Verité documentaries, which capture events as they unfold, offer a visceral experience of a volatile situation. Precisely because they’re valued for their timeliness, not their historical perspective, breaking developments can date them in a hurry.
Yoav Shamir’s riveting “5 Days” and Gil Karni’s contemplative “Troubled Water” are the latest films to run afoul of the truism that documentaries about the Middle East have a miniscule shelf life. Both deal with the removal of Jewish settlers from the Gaza Strip, a hot-button topic until the war against Hamas and Hezbollah erupted this month.
An exemplary journalistic endeavor, “5 Days” retains some interest beyond the moment for its insights into the Israeli army and the religious settler movement. The less substantive “Troubled Water” takes a human-interest angle by focusing on a single family, and plays like a minor footnote to a bigger story.
“5 Days” screens four times in the Jewish Film Festival, all co-presented by the JCC East Bay. “Troubled Water” plays the Berkeley leg of the festival in a co-presentation with the American Friends Service Committee.
“5 Days” is a ground-level view of the showdown last August between the army and the 8,000 settlers in Gush Katif and nearby outposts. Surprisingly, since the film was sold for broadcast overseas and has an English narration, there’s almost no explication of the various political arguments. That turns out to be a good thing, for debate is irrelevant in the heat of the moment, when the players can only act and react.
The key figure proves to be Maj. Gen. Dan Harel, the white-haired, white-bearded officer in charge of the evacuation. “We carry the heavy burden of democracy on our backs,” he says, kindly but firmly. “There are no winners.”
The settlers try to cajole and enlist the soldiers, and when that doesn’t work some resort to insults. When a soldier responds to a settler’s tirade by steadily looking at the ground, she angrily rebukes him, “You don’t deserve to look a Jewish woman in the eye.”
It’s equally uncomfortable to see a boy call a soldier a Nazi for following orders without question. A shot of two female policemen crying on each other’s shoulders at having to uproot Jewish families confirms the offensiveness and absurdity of that slur.
At the same time, one can understand the settlers’ disappointment, outrage and feeling of betrayal. Their religious pain at having to cede part of what they consider Eretz Yisroel to Arabs is palpable, but the evacuation is also a media event so some of the behavior may be for the benefit of the cameras.
“5 Days” will be seen by a wider audience when it airs Aug. 14 on the Sundance Channel. For those concerned about Israel’s image in the U.S. at this precarious moment, the humane, reasonable yet resolute Maj. Gen. Harel is more than you could ask for.

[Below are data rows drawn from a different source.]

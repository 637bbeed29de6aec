//! A log reader library for PSO2 (NGS) that provides decoded lines from the
//! game's UTF-16BE log files.
//!
//! Live mode follows the most recent log file of a category and keeps the
//! stream continuous across the hassles these files bring: records appended
//! a few bytes at a time, line feeds sent inside chat messages, byte order
//! markers, files that only appear once the game logs something, the new
//! file started at UTC midnight, and the hop between the base-game and NGS
//! log directories. One-shot mode reads a complete log file from disk once.
//!
//! # Example
//!
//! ```rust,no_run
//! use ngs_log_reader::watch_live;
//! use tokio_stream::StreamExt;
//!
//! #[tokio::main]
//! async fn main() -> Result<(), Box<dyn std::error::Error>> {
//!     let mut stream = watch_live("ChatLog", None).await?;
//!
//!     while let Some(lines) = stream.next().await {
//!         for line in lines {
//!             println!("{}", line);
//!         }
//!     }
//!
//!     Ok(())
//! }
//! ```
//!
//! For polling without a stream, use [`LogSource`] directly:
//!
//! ```rust,no_run
//! use ngs_log_reader::LogSource;
//!
//! #[tokio::main]
//! async fn main() -> Result<(), Box<dyn std::error::Error>> {
//!     let source = LogSource::open_path("message.txt").await?;
//!     for line in source.poll().await {
//!         println!("{}", line);
//!     }
//!     Ok(())
//! }
//! ```

// Internal modules - not part of public API
mod error;
mod file;
mod framing;
mod paths;
mod rotation;
mod source;
mod stream;

#[cfg(test)]
mod test_helpers;

// Public API exports
pub use error::{Error, Result};
pub use source::LogSource;
pub use stream::LineStream;

use std::path::Path;
use std::time::Duration;
use stream::DEFAULT_POLL_INTERVAL;

/// Creates a stream that follows the most recent log file of `category`,
/// yielding each non-empty batch of new lines.
///
/// # Arguments
///
/// * `category` - Log category to follow, e.g. `"ChatLog"` or `"ActionLog"`
/// * `poll_interval` - How often to poll for new lines (defaults to 1 s)
pub async fn watch_live(
    category: &str,
    poll_interval: Option<Duration>,
) -> Result<LineStream> {
    let source = LogSource::open_live(category).await?;
    Ok(LineStream::new(
        source,
        poll_interval.unwrap_or(DEFAULT_POLL_INTERVAL),
    ))
}

/// Creates a stream over a specific log file, read once from the start.
///
/// Fails immediately if `path` does not exist.
pub async fn watch_path<P: AsRef<Path>>(
    path: P,
    poll_interval: Option<Duration>,
) -> Result<LineStream> {
    let source = LogSource::open_path(path).await?;
    Ok(LineStream::new(
        source,
        poll_interval.unwrap_or(DEFAULT_POLL_INTERVAL),
    ))
}
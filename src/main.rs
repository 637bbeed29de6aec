use clap::Parser;
use ngs_log_reader::{LogSource, watch_live};
use std::process;
use std::time::Duration;
use tokio_stream::StreamExt;
use tracing_subscriber::EnvFilter;

/// Tails PSO2 (NGS) log files and prints decoded lines.
#[derive(Parser)]
#[command(name = "ngs-log-reader", version, about)]
struct Args {
    /// Log category to follow (e.g. ChatLog, ActionLog), or a file path
    /// with --path
    target: String,

    /// Treat TARGET as the path of an existing log file and read it once
    #[arg(short, long)]
    path: bool,

    /// Seconds between polls in live mode
    #[arg(long, default_value_t = 1)]
    interval: u64,
}

#[tokio::main]
async fn main() {
    tracing_subscriber::fmt()
        .with_env_filter(
            EnvFilter::try_from_default_env().unwrap_or_else(|_| EnvFilter::new("info")),
        )
        .init();

    let args = Args::parse();

    if args.path {
        match LogSource::open_path(&args.target).await {
            Ok(source) => {
                for line in source.poll().await {
                    println!("{}", line);
                }
            }
            Err(e) => {
                eprintln!("Error reading log file: {}", e);
                process::exit(1);
            }
        }
        return;
    }

    match watch_live(&args.target, Some(Duration::from_secs(args.interval))).await {
        Ok(mut stream) => {
            while let Some(lines) = stream.next().await {
                for line in lines {
                    println!("{}", line);
                }
            }
        }
        Err(e) => {
            eprintln!("Error opening log source: {}", e);
            process::exit(1);
        }
    }
}
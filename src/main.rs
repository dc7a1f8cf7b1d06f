mod args;
mod decode;
mod encode;
mod readin;

use crate::args::Arguments;
use log::error;

pub fn init_log(verbosity: usize) {
    let res = stderrlog::new()
        .module(module_path!())
        .verbosity(verbosity + 1)
        .init();

    if let Err(e) = res {
        eprintln!("Unable to init the logger: {}", e);
    }
}

fn main() {
    let res = match args::Arguments::parse_args() {
        Arguments::Decode(args) => {
            init_log(args.verbosity);
            decode::main(args)
        }
        Arguments::Encode(args) => {
            init_log(args.verbosity);
            encode::main(args)
        }
    };

    if let Err(err) = res {
        error!("{}", err);
    }
}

There are no heroic characters in “Troubled Water,” just ordinary folks. The 15 families who sought a land grant from the government in 1990 had no religious basis for wishing to live in the Gaza Strip. The Mediterranean was the attraction, and a Greek fishing village was their model.
Hilton or Sheraton would have long ago snapped up the lovely spot they were granted, if only Gaza wasn’t a couple of kilometers away. The filmmakers make the most of the waterfront location with countless postcard shots.
The settlers of Dugit, especially Ronni Cohen and his family, got on famously with the nearby Palestinian fishermen. Until the al Aksa intifada, that is, and the army sealed off the Palestinians from the settlement. The period of coexistence was over, and the Jewish fishermen’s suspicions and prejudices came roaring back.
Unfortunately, the majority of the film is set not during the friendship period but afterward. Life goes on — the settlement goes through a building phase that relocates the Cohens from their modest shack on the beach to a modern house away from the water — then grinds inexorably toward disengagement and evacuation.
We’re not especially moved when the Cohens have to leave, their compensation checks in hand, for they never earned our empathy. They aren’t victims of war or politics, nor did they stake everything on religious conviction.
They could be any family moving out of a house after 15 years. That it’s in the Gaza Strip, and the Israeli army is lending a hand, doesn’t much matter.
“5 Days” screens at 5 p.m. Thursday, July 27 at the Castro Theatre in S.F., 4:30 p.m. Sunday, July 30 at the Roda Theatre in Berkeley, 8:15 p.m. Wednesday, Aug. 2 at the Century in Mountain View and 2 p.m. Sunday, Aug. 6 at the Smith Rafael Film Center in San Rafael. “Troubled Water” plays at 7:30 p.m. Sunday, July 30 at the Roda Theatre.